DIRECTIONS: Your answer should be only the lines below from the one with "use super::run::StepRun;" to the one with "let sources: Vec<NodeIndex>", repeated exactly, ends included.

** Opening RECORDS FOR THIS TASK block **

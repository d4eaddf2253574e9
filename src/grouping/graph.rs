// SPDX-License-Identifier: MIT OR Apache-2.0
// Copyright (c) 2025 pipetopo contributors

//! Run graph of a job snapshot
//!
//! Turns execution groups into a DAG of steps whose edges are the advance
//! transitions, for rendering as text, DOT or Mermaid.

use petgraph::algo::{has_path_connecting, toposort};
use petgraph::graph::{DiGraph, NodeIndex};
use petgraph::visit::EdgeRef;
use petgraph::Direction;
use std::collections::HashMap;

use super::engine::ExecutionGroup;
use super::gate::can_advance_step;
use super::run::StepRun;

/// Edge weight: whether the transition may be taken right now
#[derive(Debug, Clone, Copy, PartialEq, Eq)]
pub struct Transition {
    pub enabled: bool,
}

#[derive(Debug, Clone)]
struct GroupInfo {
    stage_id: Option<i64>,
    parallel: bool,
    staged: bool,
    nodes: Vec<NodeIndex>,
}

/// Step DAG built from execution groups
pub struct RunGraph {
    graph: DiGraph<StepRun, Transition>,
    groups: Vec<GroupInfo>,
    run_to_index: HashMap<u64, NodeIndex>,
}

impl RunGraph {
    /// Build the graph from grouped runs
    pub fn build(groups: &[ExecutionGroup]) -> Self {
        let mut graph = DiGraph::new();
        let mut infos = Vec::with_capacity(groups.len());
        let mut run_to_index = HashMap::new();

        for group in groups {
            let nodes: Vec<NodeIndex> = group
                .steps
                .iter()
                .map(|step| {
                    let node = graph.add_node(step.clone());
                    run_to_index.entry(step.run_id()).or_insert(node);
                    node
                })
                .collect();

            if !group.parallel {
                for (pair, runs) in nodes.windows(2).zip(group.steps.windows(2)) {
                    let enabled = can_advance_step(&runs[0], &runs[1]);
                    graph.add_edge(pair[0], pair[1], Transition { enabled });
                }
            }

            infos.push(GroupInfo {
                stage_id: group.stage_id,
                parallel: group.parallel,
                staged: group.is_staged(),
                nodes,
            });
        }

        for i in 1..groups.len() {
            let Some(terminal) = groups[i - 1].last() else {
                continue;
            };
            let prev = &infos[i - 1];
            let next = &infos[i];

            let sources: Vec<NodeIndex> = if prev.parallel {
                prev.nodes.clone()
            } else {
                prev.nodes.last().copied().into_iter().collect()
            };
            let fan_out = if next.parallel { next.nodes.len() } else { 1 };

            // each member of a parallel group is unlocked by the terminal step
            for (to, step) in next.nodes.iter().zip(&groups[i].steps).take(fan_out) {
                let enabled = can_advance_step(terminal, step);
                for from in &sources {
                    graph.add_edge(*from, *to, Transition { enabled });
                }
            }
        }

        Self {
            graph,
            groups: infos,
            run_to_index,
        }
    }

    /// Number of steps in the graph
    pub fn node_count(&self) -> usize {
        self.graph.node_count()
    }

    /// Number of transitions in the graph
    pub fn edge_count(&self) -> usize {
        self.graph.edge_count()
    }

    /// Runs in a valid execution order
    pub fn execution_order(&self) -> Vec<&StepRun> {
        // Construction only adds forward edges, so toposort cannot fail
        let order = toposort(&self.graph, None)
            .unwrap_or_else(|_| self.graph.node_indices().collect());
        order.into_iter().map(|n| &self.graph[n]).collect()
    }

    /// Runs that must finish before `run_id` can be advanced
    pub fn predecessors(&self, run_id: u64) -> Option<Vec<u64>> {
        let node = self.run_to_index.get(&run_id)?;
        Some(
            self.graph
                .neighbors_directed(*node, Direction::Incoming)
                .map(|n| self.graph[n].run_id())
                .collect(),
        )
    }

    /// Check whether run `a` is upstream (directly or transitively) of run `b`
    pub fn precedes(&self, a: u64, b: u64) -> bool {
        let (Some(node_a), Some(node_b)) = (self.run_to_index.get(&a), self.run_to_index.get(&b))
        else {
            return false;
        };
        node_a != node_b && has_path_connecting(&self.graph, *node_a, *node_b, None)
    }

    fn node_label(&self, node: NodeIndex) -> String {
        let step = &self.graph[node];
        format!("{} {}", step.name, step.last_status.glyph())
    }

    fn group_title(info: &GroupInfo) -> String {
        let id = info.stage_id.unwrap_or_default();
        if info.parallel {
            format!("stage {} (parallel)", id)
        } else {
            format!("stage {}", id)
        }
    }

    /// Generate text representation of execution order
    pub fn to_text(&self) -> String {
        let mut out = String::new();
        let mut position = 1;

        for (gi, info) in self.groups.iter().enumerate() {
            if info.staged {
                out.push_str(&format!("[{}]\n", Self::group_title(info)));
            }
            let indent = if info.staged { "  " } else { "" };

            for node in &info.nodes {
                let step = &self.graph[*node];
                out.push_str(&format!(
                    "{}{}. {} ({})",
                    indent,
                    position,
                    step.name,
                    step.last_status.label()
                ));

                let gate = self
                    .graph
                    .edges_directed(*node, Direction::Incoming)
                    .next()
                    .map(|e| e.weight().enabled);
                match gate {
                    Some(true) => out.push_str(" [ready]"),
                    Some(false) if step.last_status.is_not_started() => out.push_str(" [blocked]"),
                    _ => {}
                }

                out.push('\n');
                position += 1;
            }

            if gi + 1 < self.groups.len() && info.staged {
                out.push('\n');
            }
        }

        out
    }

    /// Generate DOT diagram of the run graph
    pub fn to_dot(&self) -> String {
        let mut out = String::from("digraph run {\n");
        out.push_str("    rankdir=LR;\n");
        out.push_str("    node [shape=box, style=rounded];\n\n");

        for (gi, info) in self.groups.iter().enumerate() {
            if info.staged {
                out.push_str(&format!("    subgraph cluster_{} {{\n", gi));
                out.push_str(&format!("        label=\"{}\";\n", Self::group_title(info)));
                out.push_str("        style=dashed;\n");
                for node in &info.nodes {
                    out.push_str(&format!(
                        "        n{} [label=\"{}\"];\n",
                        node.index(),
                        escape_dot(&self.node_label(*node))
                    ));
                }
                out.push_str("    }\n");
            } else {
                for node in &info.nodes {
                    out.push_str(&format!(
                        "    n{} [label=\"{}\"];\n",
                        node.index(),
                        escape_dot(&self.node_label(*node))
                    ));
                }
            }
        }

        out.push('\n');
        for edge in self.graph.edge_references() {
            let style = if edge.weight().enabled { "" } else { " [style=dashed]" };
            out.push_str(&format!(
                "    n{} -> n{}{};\n",
                edge.source().index(),
                edge.target().index(),
                style
            ));
        }

        out.push_str("}\n");
        out
    }

    /// Generate Mermaid diagram of the run graph
    pub fn to_mermaid(&self) -> String {
        let mut out = String::from("graph LR\n");

        for (gi, info) in self.groups.iter().enumerate() {
            if info.staged {
                out.push_str(&format!(
                    "    subgraph g{}[\"{}\"]\n",
                    gi,
                    Self::group_title(info)
                ));
            }
            for node in &info.nodes {
                let indent = if info.staged { "        " } else { "    " };
                out.push_str(&format!(
                    "{}n{}[\"{}\"]\n",
                    indent,
                    node.index(),
                    self.node_label(*node).replace('"', "'")
                ));
            }
            if info.staged {
                out.push_str("    end\n");
            }
        }

        for edge in self.graph.edge_references() {
            let arrow = if edge.weight().enabled { "-->" } else { "-.->" };
            out.push_str(&format!(
                "    n{} {} n{}\n",
                edge.source().index(),
                arrow,
                edge.target().index()
            ));
        }

        out
    }
}

fn escape_dot(s: &str) -> String {
    s.replace('\\', "\\\\").replace('"', "\\\"")
}

#[cfg(test)]
mod tests {
    use super::*;
    use crate::grouping::group;
    use crate::status::RunStatus;

    fn run(id: u64, stage: i64, parallel: bool, status: &str) -> StepRun {
        StepRun::new(id, format!("step{id}"), RunStatus::parse(status)).in_stage(stage, parallel)
    }

    fn scenario() -> Vec<StepRun> {
        vec![
            run(1, 0, false, "success"),
            run(2, 5, true, "pending"),
            run(3, 5, true, "pending"),
            run(4, 0, false, ""),
        ]
    }

    #[test]
    fn test_parallel_fan_out_and_in() {
        let graph = RunGraph::build(&group(&scenario()));

        assert_eq!(graph.node_count(), 4);
        // 1 -> 2, 1 -> 3, 2 -> 4, 3 -> 4
        assert_eq!(graph.edge_count(), 4);
        assert_eq!(graph.predecessors(4).map(|mut p| { p.sort(); p }), Some(vec![2, 3]));
        assert!(graph.precedes(1, 4));
        assert!(!graph.precedes(2, 3));
        assert!(!graph.precedes(4, 1));
    }

    #[test]
    fn test_serial_stage_chain() {
        let steps = vec![run(1, 2, false, "success"), run(2, 2, false, ""), run(3, 2, false, "")];
        let graph = RunGraph::build(&group(&steps));

        assert_eq!(graph.edge_count(), 2);
        let order: Vec<u64> = graph.execution_order().iter().map(|s| s.id).collect();
        assert_eq!(order, vec![1, 2, 3]);
    }

    #[test]
    fn test_text_output_marks_gates() {
        let text = RunGraph::build(&group(&scenario())).to_text();

        assert!(text.contains("1. step1 (success)"));
        assert!(text.contains("[stage 5 (parallel)]"));
        assert!(text.contains("  2. step2 (pending) [ready]"));
        assert!(text.contains("4. step4 (pending) [blocked]"));
    }

    #[test]
    fn test_ready_markers_match_gates() {
        let steps = vec![
            run(1, 0, false, "success"),
            run(2, 5, true, "running"),
            run(3, 5, true, "pending"),
        ];
        let groups = group(&steps);
        let text = RunGraph::build(&groups).to_text();

        assert!(text.contains("  2. step2 (running)\n"));
        assert!(text.contains("  3. step3 (pending) [ready]"));

        let ready: Vec<u64> = crate::grouping::advanceable(&groups)
            .iter()
            .map(|g| g.target_run)
            .collect();
        assert_eq!(ready, vec![3]);
    }

    #[test]
    fn test_dot_and_mermaid_output() {
        let graph = RunGraph::build(&group(&scenario()));

        let dot = graph.to_dot();
        assert!(dot.contains("subgraph cluster_1"));
        assert!(dot.contains("n0 -> n1;"));
        assert!(dot.contains("n1 -> n3 [style=dashed];"));

        let mermaid = graph.to_mermaid();
        assert!(mermaid.starts_with("graph LR"));
        assert!(mermaid.contains("n0 --> n1"));
        assert!(mermaid.contains("n2 -.-> n3"));
    }
}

** Closing RECORDS FOR THIS TASK block **

PROBLEM SOLUTION:
use super::run::StepRun;

/// Edge weight: whether the transition may be taken right now
#[derive(Debug, Clone, Copy, PartialEq, Eq)]
pub struct Transition {
    pub enabled: bool,
}

#[derive(Debug, Clone)]
struct GroupInfo {
    stage_id: Option<i64>,
    parallel: bool,
    staged: bool,
    nodes: Vec<NodeIndex>,
}

/// Step DAG built from execution groups
pub struct RunGraph {
    graph: DiGraph<StepRun, Transition>,
    groups: Vec<GroupInfo>,
    run_to_index: HashMap<u64, NodeIndex>,
}

impl RunGraph {
    /// Build the graph from grouped runs
    pub fn build(groups: &[ExecutionGroup]) -> Self {
        let mut graph = DiGraph::new();
        let mut infos = Vec::with_capacity(groups.len());
        let mut run_to_index = HashMap::new();

        for group in groups {
            let nodes: Vec<NodeIndex> = group
                .steps
                .iter()
                .map(|step| {
                    let node = graph.add_node(step.clone());
                    run_to_index.entry(step.run_id()).or_insert(node);
                    node
                })
                .collect();

            if !group.parallel {
                for (pair, runs) in nodes.windows(2).zip(group.steps.windows(2)) {
                    let enabled = can_advance_step(&runs[0], &runs[1]);
                    graph.add_edge(pair[0], pair[1], Transition { enabled });
                }
            }

            infos.push(GroupInfo {
                stage_id: group.stage_id,
                parallel: group.parallel,
                staged: group.is_staged(),
                nodes,
            });
        }

        for i in 1..groups.len() {
            let Some(terminal) = groups[i - 1].last() else {
                continue;
            };
            let prev = &infos[i - 1];
            let next = &infos[i];

            let sources: Vec<NodeIndex> = if prev.parallel {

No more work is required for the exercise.